[DATA SUPPLIED — start]

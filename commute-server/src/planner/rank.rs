//! Route ranking.
//!
//! Ranks route candidates by their first leg so the most useful option
//! comes first. Only the first leg participates; later legs of a
//! multi-leg candidate are ignored.

use std::cmp::Ordering;

use chrono::{DateTime, Utc};

use crate::domain::RouteCandidate;

use super::error::PlanError;

/// The first-leg attributes a candidate is ranked by.
///
/// Field order is the ranking priority:
/// 1. Duration (shorter is better)
/// 2. Number of steps (fewer is better)
/// 3. Arrival time (earlier is better)
#[derive(Debug, Clone, Copy, PartialEq, Eq, PartialOrd, Ord)]
pub struct RankKey {
    pub duration_secs: u64,
    pub step_count: usize,
    pub arrival: DateTime<Utc>,
}

impl RankKey {
    /// Extract the ranking key from a candidate's first leg.
    pub fn of(candidate: &RouteCandidate) -> Result<Self, PlanError> {
        let leg = candidate
            .first_leg()
            .ok_or_else(|| PlanError::Validation("route has no legs".to_string()))?;

        let duration_secs = leg
            .duration_secs()
            .ok_or_else(|| PlanError::Validation("first leg has no duration".to_string()))?;
        let step_count = leg
            .step_count()
            .ok_or_else(|| PlanError::Validation("first leg has no steps".to_string()))?;
        let arrival = leg
            .arrival()
            .ok_or_else(|| PlanError::Validation("first leg has no arrival time".to_string()))?;

        Ok(Self {
            duration_secs,
            step_count,
            arrival,
        })
    }
}

/// Compare two candidates.
///
/// `Less` means `a` ranks ahead of `b`, `Greater` means `b` ranks ahead,
/// `Equal` means neither is preferred. Both candidates are validated
/// before anything is compared.
pub fn compare_routes(a: &RouteCandidate, b: &RouteCandidate) -> Result<Ordering, PlanError> {
    let a = RankKey::of(a)?;
    let b = RankKey::of(b)?;
    Ok(a.cmp(&b))
}

/// Select the best candidate.
///
/// Every candidate is validated first. Among equally-ranked candidates the
/// one appearing earliest wins, so the result depends only on the
/// candidates and their first-occurrence order.
pub fn select_best(mut candidates: Vec<RouteCandidate>) -> Result<RouteCandidate, PlanError> {
    if candidates.is_empty() {
        return Err(PlanError::EmptyCandidateSet);
    }

    let keys = candidates
        .iter()
        .enumerate()
        .map(|(i, c)| {
            RankKey::of(c).map_err(|e| match e {
                PlanError::Validation(msg) => PlanError::Validation(format!("candidate {i}: {msg}")),
                other => other,
            })
        })
        .collect::<Result<Vec<_>, _>>()?;

    // Only a strictly better key displaces the current pick.
    let mut best = 0;
    for (i, key) in keys.iter().enumerate().skip(1) {
        if key < &keys[best] {
            best = i;
        }
    }

    Ok(candidates.swap_remove(best))
}
//! Fixture mapping service for running without API access.
//!
//! Loads recorded Directions responses from JSON files and serves them as
//! if they were live API responses.

use std::collections::HashMap;
use std::path::Path;

use async_trait::async_trait;
use chrono::Utc;

use crate::domain::{RouteCandidate, TravelMode};
use crate::planner::{DirectionRequest, MappingService, PlanError};

use super::convert::convert_directions;
use super::error::MapsError;
use super::types::DirectionsResponse;

/// Mapping service that answers every request for a mode with one recorded
/// response, regardless of origin and destination.
#[derive(Debug, Clone, Default)]
pub struct FixtureMappingService {
    responses: HashMap<TravelMode, DirectionsResponse>,
}

impl FixtureMappingService {
    /// Load responses from a directory.
    ///
    /// Expects files named after the mode (e.g., `driving.json`,
    /// `transit.json`). Other files are ignored.
    pub fn from_dir(data_dir: impl AsRef<Path>) -> Result<Self, MapsError> {
        let data_dir = data_dir.as_ref();
        let mut responses = HashMap::new();

        for mode in TravelMode::ALL {
            let path = data_dir.join(format!("{}.json", mode.as_str()));
            if !path.is_file() {
                continue;
            }

            let json = std::fs::read_to_string(&path)
                .map_err(|e| MapsError::Fixture(format!("failed to read {path:?}: {e}")))?;
            let response: DirectionsResponse = serde_json::from_str(&json)
                .map_err(|e| MapsError::Fixture(format!("failed to parse {path:?}: {e}")))?;

            responses.insert(mode, response);
        }

        if responses.is_empty() {
            return Err(MapsError::Fixture(format!(
                "no fixture files found in {data_dir:?}"
            )));
        }

        tracing::info!(modes = responses.len(), dir = ?data_dir, "loaded directions fixtures");
        Ok(Self { responses })
    }

    /// Serve `response` for every request in `mode`.
    pub fn with_response(mut self, mode: TravelMode, response: DirectionsResponse) -> Self {
        self.responses.insert(mode, response);
        self
    }

    /// Modes that have a recorded response.
    pub fn available_modes(&self) -> Vec<TravelMode> {
        TravelMode::ALL
            .into_iter()
            .filter(|m| self.responses.contains_key(m))
            .collect()
    }

    /// Convert the recorded response for the request's mode.
    pub fn directions(&self, request: &DirectionRequest) -> Result<Vec<RouteCandidate>, MapsError> {
        let response = self.responses.get(&request.mode).ok_or_else(|| {
            MapsError::Fixture(format!(
                "no fixture for {} requests. Available: {:?}",
                request.mode,
                self.available_modes()
            ))
        })?;

        convert_directions(response.clone(), request, Utc::now())
    }
}

#[async_trait]
impl MappingService for FixtureMappingService {
    async fn fetch_routes(
        &self,
        request: &DirectionRequest,
    ) -> Result<Vec<RouteCandidate>, PlanError> {
        self.directions(request)
            .map_err(|e| e.into_plan_error(request.mode))
    }
}
//! Data transfer objects for web requests and responses.

use serde::{Deserialize, Serialize};

use crate::domain::{Event, RouteCandidate};

/// Request to plan a commute to one of the user's stored events.
#[derive(Debug, Deserialize)]
pub struct PlanRouteRequest {
    /// Where the user is leaving from
    pub origin: String,

    /// Name of a stored event
    pub event_name: String,

    /// Compare these modes instead of using the stored commute method
    #[serde(default)]
    pub modes: Vec<String>,
}

/// The best route found.
#[derive(Debug, Serialize, Deserialize)]
pub struct PlanRouteResponse {
    pub event: String,
    pub route: RouteCandidate,
}

/// Events actually added by an add-events request.
#[derive(Debug, Serialize, Deserialize)]
pub struct AddEventsResponse {
    pub added: Vec<Event>,
}

/// Error response body.
#[derive(Debug, Serialize, Deserialize)]
pub struct ErrorResponse {
    pub error: String,
}
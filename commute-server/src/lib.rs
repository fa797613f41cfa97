//! Commute planner server.
//!
//! A backend that stores users, their calendar events and chat rooms, and
//! answers: "what is the best way to get from here to my next event?"

pub mod config;
pub mod domain;
pub mod maps;
pub mod planner;
pub mod store;
pub mod web;
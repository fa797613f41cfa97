use std::sync::Arc;

use tracing_subscriber::EnvFilter;

use commute_server::config::{MapsSource, ServerConfig};
use commute_server::maps::{FixtureMappingService, GoogleMapsClient};
use commute_server::planner::{CommutePlanner, MappingService};
use commute_server::store::MemoryStore;
use commute_server::web::{AppState, create_router};

#[tokio::main]
async fn main() -> Result<(), Box<dyn std::error::Error>> {
    tracing_subscriber::fmt()
        .with_env_filter(
            EnvFilter::try_from_default_env()
                .unwrap_or_else(|_| EnvFilter::new("commute_server=info,tower_http=info")),
        )
        .init();

    let config = ServerConfig::from_env()?;

    // Pick the mapping service
    let maps: Arc<dyn MappingService> = match &config.maps {
        MapsSource::Google(maps_config) => {
            tracing::info!(base_url = %maps_config.base_url, "using Google Directions API");
            Arc::new(GoogleMapsClient::new(maps_config.clone())?)
        }
        MapsSource::Fixtures(dir) => {
            tracing::warn!(dir = ?dir, "using recorded directions fixtures");
            Arc::new(FixtureMappingService::from_dir(dir)?)
        }
    };

    let state = AppState::new(
        MemoryStore::new(config.history_limit),
        CommutePlanner::new(maps),
    );
    let app = create_router(state);

    let listener = tokio::net::TcpListener::bind(config.addr).await?;
    tracing::info!("Commute planner listening on http://{}", config.addr);
    tracing::info!("API Endpoints:");
    tracing::info!("  GET   /health                      - Health check");
    tracing::info!("  POST  /users                       - Add a user");
    tracing::info!("  PATCH /users/:username/preferences - Update preferences");
    tracing::info!("  POST  /users/:username/events      - Add events");
    tracing::info!("  POST  /users/:username/route       - Plan a commute");
    tracing::info!("  POST  /chat/:room/messages         - Send a chat message");

    axum::serve(listener, app).await?;
    Ok(())
}
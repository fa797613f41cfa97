//! End-to-end commute planning: build, fetch, select.

use std::sync::Arc;

use crate::domain::{CommutePreferences, Event, RouteCandidate, TravelMode};

use super::builder::{DirectionRequestBuilder, MappingService};
use super::error::PlanError;
use super::policy::{ArriveForEvent, RequestPolicy};
use super::rank::select_best;

/// Plans the best route to an event.
///
/// Holds no mutable state, so one planner can serve any number of
/// concurrent requests.
#[derive(Clone)]
pub struct CommutePlanner {
    maps: Arc<dyn MappingService>,
    policy: Arc<dyn RequestPolicy>,
}

impl CommutePlanner {
    /// Create a planner with the default [`ArriveForEvent`] policy.
    pub fn new(maps: Arc<dyn MappingService>) -> Self {
        Self::with_policy(maps, Arc::new(ArriveForEvent))
    }

    pub fn with_policy(maps: Arc<dyn MappingService>, policy: Arc<dyn RequestPolicy>) -> Self {
        Self { maps, policy }
    }

    fn builder(&self) -> DirectionRequestBuilder<'_> {
        DirectionRequestBuilder::new(self.maps.as_ref(), self.policy.as_ref())
    }

    /// Best route using the rider's preferred mode.
    pub async fn plan(
        &self,
        origin: &str,
        event: &Event,
        preferences: &CommutePreferences,
    ) -> Result<RouteCandidate, PlanError> {
        let candidates = self.builder().build_and_fetch(origin, event, preferences).await?;
        select_best(candidates)
    }

    /// Best route across several modes.
    ///
    /// The rider's stored commute method is not consulted; `modes` decides
    /// what is fetched. Ranking ignores which mode produced a route.
    pub async fn plan_across_modes(
        &self,
        origin: &str,
        event: &Event,
        preferences: &CommutePreferences,
        modes: &[TravelMode],
    ) -> Result<RouteCandidate, PlanError> {
        let candidates = self
            .builder()
            .fetch_modes(origin, event, preferences, modes)
            .await?;
        select_best(candidates)
    }
}
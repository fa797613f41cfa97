//! Request shaping policies.
//!
//! How `preparation_time` and `maxMissedBus` influence the outgoing
//! request is a policy decision, so it is pluggable.

use crate::domain::{CommutePreferences, Event};

use super::builder::{DirectionRequest, Timing};

/// Adjusts a direction request before it is sent.
pub trait RequestPolicy: Send + Sync {
    fn shape(&self, request: &mut DirectionRequest, event: &Event, preferences: &CommutePreferences);
}

/// Aim to arrive when the event starts.
///
/// Scheduled modes (transit) ask to arrive by the event start, and ask for
/// alternatives when the rider tolerates missing a bus. Other modes depart
/// now.
#[derive(Debug, Clone, Copy, Default)]
pub struct ArriveForEvent;

impl RequestPolicy for ArriveForEvent {
    fn shape(&self, request: &mut DirectionRequest, event: &Event, preferences: &CommutePreferences) {
        if request.mode.is_scheduled() {
            request.timing = Timing::ArriveBy(event.start);
            request.alternatives = preferences.max_missed_bus > 0;
        }
    }
}

/// Send the request as built: no times, no alternatives.
#[derive(Debug, Clone, Copy, Default)]
pub struct PassThrough;

impl RequestPolicy for PassThrough {
    fn shape(&self, _request: &mut DirectionRequest, _event: &Event, _preferences: &CommutePreferences) {}
}
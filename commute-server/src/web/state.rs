//! Application state for the web layer.

use std::sync::Arc;

use crate::planner::CommutePlanner;
use crate::store::MemoryStore;

/// Shared application state.
///
/// Contains all the services needed to handle requests.
#[derive(Clone)]
pub struct AppState {
    /// Users, events, schedules and chat rooms
    pub store: Arc<MemoryStore>,

    /// Route planner over the configured mapping service
    pub planner: Arc<CommutePlanner>,
}

impl AppState {
    /// Create a new app state.
    pub fn new(store: MemoryStore, planner: CommutePlanner) -> Self {
        Self {
            store: Arc::new(store),
            planner: Arc::new(planner),
        }
    }
}
//! Mapping service clients.
//!
//! Implementations of the planner's [`MappingService`](crate::planner::MappingService)
//! capability:
//! - [`GoogleMapsClient`] queries the Google Directions API over HTTP
//! - [`FixtureMappingService`] serves recorded responses from disk
//!
//! Directions only reports arrival times for transit legs; conversion
//! fills them in for other modes so every leg can be ranked.

mod client;
mod convert;
mod error;
mod fixture;
mod types;

pub use client::{GoogleMapsClient, MapsConfig};
pub use convert::convert_directions;
pub use error::MapsError;
pub use fixture::FixtureMappingService;
pub use types::{DirectionsResponse, DirectionsRoute};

[DATA SUPPLIED — finish]

> **TO DO**
Gather each line in the data that holds the string "rider".

> **TASK ANSWER**
    /// Best route using the rider's preferred mode.
    /// The rider's stored commute method is not consulted; `modes` decides
/// alternatives when the rider tolerates missing a bus. Other modes depart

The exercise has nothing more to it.